Even in terrific economic times, we hear the drumbeat that public schools are underfunded. When there are downturns it gets even louder – in the Great Recession we heard a lot about “cutting to the bone.” But public schools do not tend to face the harshest consequences of bad economic times. Private schools do.

Private schools start behind the eight ball no matter what the economic conditions because they are competing against public institutions that get massive subsidies from taxpayers and are free from the perspective of consumers.

It is, of course, extremely difficult to compete against “free” because you have to not only be worth the price you charge, but also roughly the amount of spending going to the “free” option. With public schools on average spending $15,424 per student as of the 2016–17 school year (the latest with available federal data) that is tough.

That competition becomes even more daunting when economic times are hard and families have less money for everything. During such times public schools see reductions in their funding—in the 2008-09 academic year public schools spent $15,377 in 2018 dollars, which dropped to $14,077 in 2012–13—but they rarely face extinction. Not so private schools.

How have recent recessions looked?

July 1990 to March 1991 saw the Gulf War Recession, which was relatively mild—a 1.5% GDP decline—and as seen below, private school enrollment dipped between 1993 and 1995, maybe as an after effect of the recession, maybe not. In the chart below that, you can see the private share of enrollment fell during the recession. Unfortunately, we have poor data on school closures for that period because the federal government changed how it counts private schools after 1990.

Private school enrollment 1990-2016
Private school enrollment share 1990-2016

From March 2001 to November 2001, we experienced the 9/11 Recession, though it perhaps had more to do with problems such as the bursting of the Dotcom bubble than the 9/11 attacks. It, too, was mild, with a 0.3% GDP decline. But a very long period of falling private school enrollment began in 2001.

That decline did not cease until 2011 and includes the Great Recession, which saw a 3.1% drop in GDP between December 2007 and June 2009. Between 2001 and 2011 private school enrollment fell from 6,320,000 to 5,268,000, a 17 percent drop, with an especially deep spill coinciding with the Great Recession. It also coincided with a major drop in private schools, from 35,054 in 2005-06, to 30,861 in 2011-12, or a 12 percent loss.

Public school enrollment changes over time, too. Was declining private enrollment between 2001 and 2011 just a function of drops in the overall school-aged population? No. The private share of K‑12 students fell from a 2001 peak of 11.7 percent to just 9.6 percent in 2011 – a big drop. The private share has only clawed back over the 10 percent mark in very recent years.

Of course, other things have happened since 2001, including the Catholic clergy abuse scandal. And the loss of students has been most visible in Catholic schools. But that is not the only private segment to lose students—it happened across private school types between 2001 and 2011.

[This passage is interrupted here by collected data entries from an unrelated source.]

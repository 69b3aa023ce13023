//! Core error types and traits for Tether

use thiserror::Error;

/// Result type alias for Tether operations
pub type TetherResult<T> = Result<T, TetherError>;

/// Unified error trait implemented by every Tether error.
///
/// - error_code(): Unique code for programmatic error identification
/// - message(): Human-readable error message
/// - context(): Optional additional context
pub trait UnifiedError: std::error::Error + Send + Sync {
    /// Get the error code for programmatic handling
    fn error_code(&self) -> &str;

    /// Get the human-readable error message
    fn message(&self) -> &str;

    /// Get optional context about the error
    fn context(&self) -> Option<&str> {
        None
    }

    /// Check if this error is retryable
    fn is_retryable(&self) -> bool {
        false
    }
}

/// Main error type for the session coordinator
#[derive(Error, Debug, Clone, PartialEq)]
pub enum TetherError {
    /// The event stream could not be opened or failed while being consumed
    #[error("Connection fault: {message}")]
    ConnectionFault {
        message: String,
        context: Option<String>,
    },

    /// The operation is not valid in the current connection state
    #[error("Not connected: {message}")]
    NotConnected { message: String },

    /// No pending permission request with this id
    #[error("Permission request not found: {id}")]
    PermissionNotFound { id: String },

    /// No tool call with this id
    #[error("Tool call not found: {id}")]
    ToolNotFound { id: String },

    /// A collaborator call (send, cancel, grant, deny) failed
    #[error("{operation} failed: {message}")]
    Collaborator {
        operation: String,
        message: String,
        status_code: Option<u16>,
    },

    /// A stream record carried a payload that could not be decoded
    #[error("Decode error for '{event_type}' event: {message}")]
    Decode { event_type: String, message: String },

    /// Configuration related errors
    #[error("Configuration error: {message}")]
    Config {
        message: String,
        context: Option<String>,
    },

    /// The operation was cancelled before it completed
    #[error("Operation was cancelled")]
    Cancelled,
}
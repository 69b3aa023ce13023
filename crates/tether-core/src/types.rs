//! Shared types for the session coordinator

use serde::{Deserialize, Serialize};
use std::fmt;

/// Connection lifecycle state of one coordinator
#[derive(Debug, Clone, Copy, PartialEq, Eq, Hash, Default, Serialize, Deserialize)]
#[serde(rename_all = "snake_case")]
pub enum ConnectionState {
    #[default]
    Disconnected,
    Connecting,
    Connected,
    Processing,
    Paused,
    Cancelled,
    Error,
    Completed,
}

impl ConnectionState {
    /// Whether the event stream is open or being opened in this state
    pub fn is_stream_live(&self) -> bool {
        matches!(
            self,
            Self::Connecting | Self::Connected | Self::Processing | Self::Paused
        )
    }

    /// Whether a send cycle has reached an end state
    pub fn is_terminal(&self) -> bool {
        matches!(self, Self::Completed | Self::Cancelled)
    }

    pub fn as_str(&self) -> &'static str {
        match self {
            Self::Disconnected => "disconnected",
            Self::Connecting => "connecting",
            Self::Connected => "connected",
            Self::Processing => "processing",
            Self::Paused => "paused",
            Self::Cancelled => "cancelled",
            Self::Error => "error",
            Self::Completed => "completed",
        }
    }
}

impl fmt::Display for ConnectionState {
    fn fmt(&self, f: &mut fmt::Formatter<'_>) -> fmt::Result {
        f.write_str(self.as_str())
    }
}

/// A state transition reported to the state observer
#[derive(Debug, Clone, PartialEq, Eq)]
pub struct StateChange {
    pub from: ConnectionState,
    pub to: ConnectionState,
    /// Human-readable reason, always present for `Error`
    pub message: Option<String>,
}

/// One decoded unit from the event channel
#[derive(Debug, Clone, PartialEq, Serialize, Deserialize)]
pub struct StreamRecord {
    /// Event id used as the resumption cursor, when the service provides one
    pub id: Option<String>,
    pub event_type: String,
    pub payload: serde_json::Value,
}

impl StreamRecord {
    /// Create a record without an id
    pub fn new(event_type: impl Into<String>, payload: serde_json::Value) -> Self {
        Self {
            id: None,
            event_type: event_type.into(),
            payload,
        }
    }

    /// Attach an event id
    pub fn with_id(mut self, id: impl Into<String>) -> Self {
        self.id = Some(id.into());
        self
    }
}
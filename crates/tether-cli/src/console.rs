//! CLI console utilities

use colored::*;
use std::io::{self, Write};
use tether_core::{
    PermissionDecision, PermissionRequest, StateChange, StreamingStats, ToolCall, ToolStatus,
};

/// Which stream the last delta came from, so sections get a label once
#[derive(Debug, Clone, Copy, PartialEq, Eq)]
enum Section {
    None,
    Thinking,
    Content,
}

/// CLI console for formatted output
pub struct CliConsole {
    verbose: bool,
    section: parking_lot::Mutex<Section>,
}

impl CliConsole {
    pub fn new(verbose: bool) -> Self {
        Self {
            verbose,
            section: parking_lot::Mutex::new(Section::None),
        }
    }

    /// Print an info message
    pub fn info(&self, message: &str) {
        if self.verbose {
            self.break_line();
            println!("{} {}", "ℹ".blue().bold(), message);
        }
    }

    /// Print a success message
    pub fn success(&self, message: &str) {
        self.break_line();
        println!("{} {}", "✓".green().bold(), message.green());
    }

    /// Print a warning message
    pub fn warn(&self, message: &str) {
        self.break_line();
        println!("{} {}", "⚠".yellow().bold(), message.yellow());
    }

    /// Print an error message
    pub fn error(&self, message: &str) {
        self.break_line();
        eprintln!("{} {}", "✗".red().bold(), message.red());
    }

    pub fn thinking(&self, delta: &str) {
        self.enter(Section::Thinking, "thinking".dimmed().italic());
        print!("{}", delta.dimmed());
        flush();
    }

    pub fn content(&self, delta: &str) {
        self.enter(Section::Content, "response".bold());
        print!("{}", delta);
        flush();
    }

    pub fn state(&self, change: &StateChange) {
        if !self.verbose {
            return;
        }
        self.break_line();
        let line = format!("{} → {}", change.from, change.to);
        match &change.message {
            Some(message) => println!("{} {} ({})", "•".blue(), line.dimmed(), message),
            None => println!("{} {}", "•".blue(), line.dimmed()),
        }
    }

    pub fn tool(&self, call: &ToolCall) {
        self.break_line();
        let status = match call.status {
            ToolStatus::Pending => "pending".dimmed(),
            ToolStatus::Running => "running".cyan(),
            ToolStatus::Completed => "completed".green(),
            ToolStatus::Error => "error".red(),
        };
        let mut line = format!("{} {} [{}]", "⚙".cyan().bold(), call.name.bold(), status);
        if let Some(duration) = call.duration() {
            line.push_str(&format!(" {}ms", duration.as_millis()));
        }
        println!("{}", line);
        if self.verbose {
            if let Some(result) = &call.result {
                println!("  {}", result.dimmed());
            }
        }
        if let Some(error) = &call.error {
            println!("  {}", error.red());
        }
    }

    /// Show a permission request, with the answer when one was given
    pub fn permission(&self, request: &PermissionRequest, decision: Option<PermissionDecision>) {
        self.break_line();
        let verdict = match decision {
            Some(PermissionDecision::Granted) => "granted".green(),
            Some(PermissionDecision::Denied) => "denied".red(),
            None => "pending".yellow(),
        };
        println!(
            "{} {} wants to {} {} [{}]",
            "?".magenta().bold(),
            request.tool_name.bold(),
            request.action,
            request.path,
            verdict
        );
        if !request.description.is_empty() {
            println!("  {}", request.description.dimmed());
        }
    }

    pub fn print_stats(&self, stats: &StreamingStats) {
        self.break_line();
        println!("{}", "-".repeat(50).dimmed());
        println!(
            "{} messages, {} events, {} tools, {} permission requests",
            stats.messages_sent,
            stats.events_received,
            stats.tools_executed,
            stats.permissions_requested
        );
        if stats.duplicates_skipped > 0 {
            println!("{} replayed events skipped", stats.duplicates_skipped);
        }
        if stats.total_processing_time_ms > 0 {
            println!("processing time: {}ms", stats.total_processing_time_ms);
        }
    }

    fn enter(&self, section: Section, label: ColoredString) {
        let mut current = self.section.lock();
        if *current != section {
            if *current != Section::None {
                println!();
            }
            println!("{}", label);
            *current = section;
        }
    }

    /// End a streamed section before printing a full line
    fn break_line(&self) {
        let mut current = self.section.lock();
        if *current != Section::None {
            println!();
            *current = Section::None;
        }
    }
}

fn flush() {
    let _ = io::stdout().flush();
}
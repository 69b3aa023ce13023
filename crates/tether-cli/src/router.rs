//! Command routing logic

use crate::args::{Cli, Commands};
use crate::commands;
use crate::settings::Settings;

/// Route CLI commands to their handlers
pub async fn route(cli: Cli) -> anyhow::Result<()> {
    let settings = Settings::resolve(
        cli.config.as_deref(),
        cli.base_url.clone(),
        cli.api_key.clone(),
    )?;

    match cli.command {
        Commands::Send {
            session_id,
            message,
            permissions,
            reconnect,
            json,
        } => {
            commands::send::execute(
                &settings,
                commands::send::SendArgs {
                    session_id,
                    message,
                    permissions,
                    reconnect,
                    json,
                    verbose: cli.verbose,
                },
            )
            .await
        }
        Commands::Watch {
            session_id,
            reconnect,
        } => commands::watch::execute(&settings, &session_id, reconnect, cli.verbose).await,
        Commands::Config => commands::config::execute(&settings),
    }
}
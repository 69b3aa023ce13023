//! Event dispatcher
//!
//! Applies one stream record at a time to the session state and hands the
//! resulting notifications to the registered handlers. Effects are recorded
//! under the session lock; handlers run after it is released, so a handler
//! may read coordinator accessors without deadlocking.
//!
//! Notifications are queued in an outbox while the session lock is held, so
//! the queue follows effect order no matter which task produced them. Only
//! one task drains the outbox at a time; the others leave their work to it.
//! Lock order is session, then outbox, and handlers run with neither held.

use chrono::Utc;
use parking_lot::{Mutex, RwLock};
use serde_json::json;
use std::collections::VecDeque;
use std::sync::Arc;
use std::time::Instant;
use tokio_util::sync::CancellationToken;

use super::handlers::{EventHandlers, Notification};
use super::{PermissionPayload, StreamEvent};
use crate::coordinator::session::SessionState;
use crate::permission::PermissionRequest;
use crate::recovery::RetryHint;
use crate::timeline::{TimelineEntry, TimelineKind};
use crate::tools::ToolCall;
use crate::types::{ConnectionState, StreamRecord};

#[derive(Debug, Default)]
struct Outbox {
    pending: VecDeque<Notification>,
    draining: bool,
}

#[derive(Debug, Clone)]
pub struct EventDispatcher {
    handlers: Arc<RwLock<EventHandlers>>,
    outbox: Arc<Mutex<Outbox>>,
}

impl EventDispatcher {
    pub fn new(handlers: Arc<RwLock<EventHandlers>>) -> Self {
        Self {
            handlers,
            outbox: Arc::new(Mutex::new(Outbox::default())),
        }
    }

    /// Apply a record and invoke handlers for its effects
    ///
    /// Nothing is applied once `cancel` has fired, so a stopped or replaced
    /// stream task cannot write into a newer connection.
    pub(crate) fn dispatch(
        &self,
        session: &Mutex<SessionState>,
        record: StreamRecord,
        cancel: &CancellationToken,
    ) {
        {
            let mut state = session.lock();
            if cancel.is_cancelled() {
                return;
            }
            let notifications = apply_record(&mut state, record);
            self.enqueue(notifications);
        }
        self.flush();
    }

    /// Queue notifications for delivery
    ///
    /// Must be called with the session lock held, right after the effects
    /// were applied.
    pub(crate) fn enqueue(&self, notifications: Vec<Notification>) {
        if notifications.is_empty() {
            return;
        }
        self.outbox.lock().pending.extend(notifications);
    }

    /// Deliver queued notifications, unless another task already is
    ///
    /// Must be called without the session lock. When another task is
    /// draining, this returns at once and that task delivers the queued
    /// notifications after its current batch.
    pub(crate) fn flush(&self) {
        {
            let mut outbox = self.outbox.lock();
            if outbox.draining || outbox.pending.is_empty() {
                return;
            }
            outbox.draining = true;
        }
        let _reset = DrainReset(&self.outbox);

        loop {
            let batch: Vec<Notification> = {
                let mut outbox = self.outbox.lock();
                if outbox.pending.is_empty() {
                    outbox.draining = false;
                    return;
                }
                outbox.pending.drain(..).collect()
            };
            let handlers = self.handlers.read().clone();
            handlers.notify_all(&batch);
        }
    }
}

/// Releases the drain flag if a handler panics mid-delivery
struct DrainReset<'a>(&'a Mutex<Outbox>);

impl Drop for DrainReset<'_> {
    fn drop(&mut self) {
        if std::thread::panicking() {
            self.0.lock().draining = false;
        }
    }
}

/// Apply one record to the session, returning the notifications to deliver
///
/// Once the session is `Cancelled`, records are still written to the
/// timeline, registries and counters, but no transitions happen and no
/// notifications are produced.
pub(crate) fn apply_record(state: &mut SessionState, record: StreamRecord) -> Vec<Notification> {
    if let Some(id) = record.id.as_deref() {
        if state.replay.is_duplicate(id) {
            state.stats.duplicates_skipped += 1;
            tracing::debug!(
                session_id = %state.session_id,
                event_id = %id,
                event_type = %record.event_type,
                "skipping replayed event"
            );
            return Vec::new();
        }
    }

    state.stats.events_received += 1;
    let muted = state.state() == ConnectionState::Cancelled;
    let mut out = Vec::new();

    match StreamEvent::decode(&record) {
        Ok(event) => apply_event(state, event, record.id.as_deref(), muted, &mut out),
        Err(error) => {
            if muted {
                state.record(TimelineEntry::new(TimelineKind::Error, error.to_string()));
            } else {
                state.fault(TimelineKind::Error, error.to_string(), &mut out);
            }
        }
    }

    if let Some(id) = record.id {
        state.replay.mark_processed(id);
    }

    if muted { Vec::new() } else { out }
}

fn entry(
    kind: TimelineKind,
    content: impl Into<serde_json::Value>,
    event_id: Option<&str>,
) -> TimelineEntry {
    let entry = TimelineEntry::new(kind, content);
    match event_id {
        Some(id) => entry.with_metadata("event_id", id),
        None => entry,
    }
}

fn apply_event(
    state: &mut SessionState,
    event: StreamEvent,
    event_id: Option<&str>,
    muted: bool,
    out: &mut Vec<Notification>,
) {
    match event {
        StreamEvent::Connected { payload } => {
            state.record(entry(TimelineKind::Connection, payload, event_id));
        }
        StreamEvent::Heartbeat => {}
        StreamEvent::Thinking { delta } => {
            let cycle = &mut state.cycle;
            cycle.reasoning_started_at.get_or_insert_with(Instant::now);
            cycle.reasoning.push_str(&delta);
            cycle.reasoning_chars += delta.chars().count();
            let length = cycle.reasoning_chars;
            let thinking = entry(TimelineKind::Thinking, delta.clone(), event_id);
            state.record(thinking.with_metadata("length", length));
            if !muted && state.state() == ConnectionState::Connected {
                state.transition(ConnectionState::Processing, None, out);
            }
            out.push(Notification::ThinkingDelta(delta));
        }
        StreamEvent::Content { delta } => {
            let cycle = &mut state.cycle;
            cycle.finish_reasoning(Instant::now());
            cycle.content.push_str(&delta);
            cycle.content_chars += delta.chars().count();
            let length = cycle.content_chars;
            let content = entry(TimelineKind::Content, delta.clone(), event_id);
            state.record(content.with_metadata("length", length));
            if !muted && state.state() == ConnectionState::Connected {
                state.transition(ConnectionState::Processing, None, out);
            }
            out.push(Notification::ContentDelta(delta));
        }
        StreamEvent::Tool(update) => {
            let call = state.tools.upsert(update, Utc::now()).clone();
            state.record(tool_entry(&call, event_id));
            out.push(Notification::ToolUpdated(call));
        }
        StreamEvent::ToolExecutionStart {
            tool_call_id,
            progress,
        } => {
            let Some(call) = state
                .tools
                .mark_running(&tool_call_id, progress, Utc::now())
                .cloned()
            else {
                tracing::debug!(
                    tool_call_id = %tool_call_id,
                    "execution start for unknown tool call"
                );
                return;
            };
            state.record(tool_entry(&call, event_id));
            out.push(Notification::ToolUpdated(call));
        }
        StreamEvent::ToolExecutionComplete {
            tool_call_id,
            success,
            output,
        } => {
            let Some(call) = state
                .tools
                .mark_finished(&tool_call_id, success, output, Utc::now())
                .cloned()
            else {
                tracing::debug!(
                    tool_call_id = %tool_call_id,
                    "execution result for unknown tool call"
                );
                return;
            };
            state.stats.tools_executed += 1;
            let mut audit = tool_entry(&call, event_id);
            if let Some(duration) = call.duration() {
                audit = audit.with_metadata("duration_ms", duration.as_millis() as u64);
            }
            state.record(audit);
            out.push(Notification::ToolUpdated(call));
        }
        StreamEvent::Permission(payload) => {
            let request = permission_request(&state.session_id, payload);
            state.stats.permissions_requested += 1;
            state.record(
                entry(
                    TimelineKind::Permission,
                    serde_json::to_value(&request).unwrap_or_default(),
                    event_id,
                )
                .with_metadata("permission_id", request.id.clone())
                .with_metadata("decision", "pending"),
            );
            state.permissions.insert(request.clone());
            out.push(Notification::PermissionRequested(request));
        }
        StreamEvent::Complete {
            reason,
            reasoning,
            reasoning_duration,
        } => {
            let summary = Completion {
                reason,
                reasoning,
                reasoning_duration,
            };
            complete(state, summary, event_id, muted, out)
        }
        StreamEvent::Error { message, retry } => {
            error_event(state, message, retry, event_id, muted, out)
        }
        StreamEvent::Unknown { event_type } => {
            tracing::debug!(
                session_id = %state.session_id,
                event_type = %event_type,
                "ignoring unknown event type"
            );
        }
    }
}

/// What a `complete` event reports about the finished cycle
struct Completion {
    reason: Option<String>,
    reasoning: Option<String>,
    reasoning_duration: Option<std::time::Duration>,
}

/// Service-reported reasoning wins over what was accumulated locally
fn complete(
    state: &mut SessionState,
    summary: Completion,
    event_id: Option<&str>,
    muted: bool,
    out: &mut Vec<Notification>,
) {
    let now = Instant::now();
    let cycle = &mut state.cycle;
    cycle.finish_reasoning(now);
    if let Some(reasoning) = summary.reasoning {
        cycle.reasoning_chars = reasoning.chars().count();
        cycle.reasoning = reasoning;
    }
    if let Some(duration) = summary.reasoning_duration {
        cycle.reasoning_duration = Some(duration);
    }
    cycle.completed = true;
    cycle.in_flight = false;

    let mut audit = entry(TimelineKind::Control, "complete", event_id);
    if let Some(started) = cycle.started_at {
        let elapsed = now.duration_since(started);
        cycle.processing_time = Some(elapsed);
        let elapsed_ms = elapsed.as_millis() as u64;
        state.stats.total_processing_time_ms += elapsed_ms;
        audit = audit.with_metadata("processing_time_ms", elapsed_ms);
    }
    if let Some(reasoning) = state.cycle.reasoning_duration {
        audit = audit.with_metadata("reasoning_ms", reasoning.as_millis() as u64);
    }
    if let Some(reason) = summary.reason {
        audit = audit.with_metadata("reason", reason);
    }
    state.record(audit);
    state.reconnect.reset();

    if !muted {
        state.transition(ConnectionState::Completed, None, out);
    }
}

fn error_event(
    state: &mut SessionState,
    message: String,
    retry: Option<RetryHint>,
    event_id: Option<&str>,
    muted: bool,
    out: &mut Vec<Notification>,
) {
    let mut audit = entry(TimelineKind::Error, message.clone(), event_id);
    if let Some(hint) = retry {
        let signal = state.reconnect.record(hint);
        tracing::warn!(
            session_id = %state.session_id,
            retry_after_ms = signal.retry_after_ms,
            attempt = signal.attempt,
            max_attempts = signal.max_attempts,
            "rate limited by service"
        );
        audit = audit
            .with_metadata("retry_after_ms", signal.retry_after_ms)
            .with_metadata("attempt", signal.attempt)
            .with_metadata("max_attempts", signal.max_attempts);
        out.push(Notification::RateLimited(signal));
    }
    state.record(audit);

    if muted {
        return;
    }
    tracing::warn!(session_id = %state.session_id, error = %message, "error event from stream");
    state.cycle.in_flight = false;
    state.last_error = Some(message.clone());
    state.transition(ConnectionState::Error, Some(message), out);
}

fn permission_request(session_id: &str, payload: PermissionPayload) -> PermissionRequest {
    PermissionRequest {
        id: payload.id,
        session_id: payload
            .session_id
            .filter(|s| !s.is_empty())
            .unwrap_or_else(|| session_id.to_string()),
        tool_name: payload.tool_name,
        description: payload.description,
        action: payload.action,
        path: payload.path,
        params: payload.params,
        requested_at: Utc::now(),
    }
}

fn tool_entry(call: &ToolCall, event_id: Option<&str>) -> TimelineEntry {
    let content = serde_json::to_value(call).unwrap_or_else(|_| json!({ "id": call.id }));
    entry(TimelineKind::Tool, content, event_id)
        .with_metadata("tool_call_id", call.id.clone())
        .with_metadata("status", call.status.as_str())
}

If the COVID-19 recession is as bad as some fear—possibly even a depression—it could spell doom for thousands of private schools, institutions that furnish a crucial form of education: something different from what public schools provide. It can be different pedagogy. Different rules. Religious education. If we lose private schools, we lose the schooling sector that furnishes the education most important for a diverse—and truly equal—society: education serving people who lack the political power to make government schools teach what they want.

Recognizing the threat to pluralistic education posed by the economic destruction of COVID-19, education analyst Derrell Bradford recently called for all schools—traditional public, charter, and private—to be included equally in any government relief that may be coming down the pike. While the specifics of such relief will need to be heavily scrutinized, the general principle is spot-on: relief should in no way be restricted to public schools, since all schools have been ordered closed and all will suffer the consequences of an economic downturn.

In addition to government aid—and maybe primarily—hopefully philanthropists and charitable organizations will look to help private schools. Many such schools serve far-from-rich students—21 percent of private schoolers are from “poor” or “near poor” families—and they often furnish important social capital to their communities. It is natural to worry about public schools because they enroll the large majority of kids, but a basic reason they have such a huge share is the same reason they may not need as much philanthropic help: they get taxpayer funding no matter what.

Recessions are not kind to anyone, and it is easy to forget about America’s relatively small private K‑12 sector. But that sector is essential to American pluralism, and already suffers from a serious handicap: having to compete against a “free” government monopoly. Private schooling must not be allowed to die.